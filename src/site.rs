//! Static-site tool (Hugo) invocations

use crate::command::{self, CommandError, CommandOutput, SpawnSpec};
use crate::config::Config;
use std::path::PathBuf;
use std::time::Duration;

#[derive(Debug, Clone)]
pub struct SiteTool {
    program: String,
    site_dir: PathBuf,
    module_timeout: Duration,
    version_timeout: Duration,
}

impl SiteTool {
    pub fn new(config: &Config) -> Self {
        Self {
            program: config.site_program.clone(),
            site_dir: config.target_dir.clone(),
            module_timeout: Duration::from_secs(config.module_timeout_secs),
            version_timeout: Duration::from_secs(config.version_timeout_secs),
        }
    }

    /// Resolved executable path, if the tool is on `PATH`
    pub fn path(&self) -> Option<PathBuf> {
        which::which(&self.program).ok()
    }

    /// Version banner: stdout, or stderr when stdout is empty
    ///
    /// A tool that prints a banner and then exits non-zero still reports
    /// that banner; only a tool that cannot run at all is an error.
    pub async fn version(&self) -> Result<String, CommandError> {
        match command::run(&self.program, &["version"], None, self.version_timeout).await {
            Ok(out) => Ok(banner(&out.stdout, &out.stderr)),
            Err(CommandError::Failed { stdout, stderr, .. }) => Ok(banner(&stdout, &stderr)),
            Err(e) => Err(e),
        }
    }

    /// `hugo mod tidy`
    pub async fn mod_tidy(&self) -> Result<CommandOutput, CommandError> {
        command::run(
            &self.program,
            &["mod", "tidy"],
            Some(&self.site_dir),
            self.module_timeout,
        )
        .await
    }

    /// `hugo mod graph`
    pub async fn mod_graph(&self) -> Result<CommandOutput, CommandError> {
        command::run(
            &self.program,
            &["mod", "graph"],
            Some(&self.site_dir),
            self.module_timeout,
        )
        .await
    }

    /// Detached `hugo server -D` bound per `config`, logging to the preview log
    pub fn server_spec(&self, config: &Config) -> SpawnSpec {
        SpawnSpec {
            program: self.program.clone(),
            args: vec![
                "server".to_string(),
                "-D".to_string(),
                "--bind".to_string(),
                config.preview_bind.clone(),
                "--port".to_string(),
                config.preview_port.to_string(),
                "--baseURL".to_string(),
                config.base_url.clone(),
            ],
            cwd: self.site_dir.clone(),
            log_path: config.log_path.clone(),
            detach: true,
        }
    }
}

fn banner(stdout: &str, stderr: &str) -> String {
    let stdout = stdout.trim();
    if stdout.is_empty() {
        stderr.trim().to_string()
    } else {
        stdout.to_string()
    }
}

----

The problem:
If a line of the data holds the string "stdout", count it. Then state the total and nothing more.

Exercise answer:
7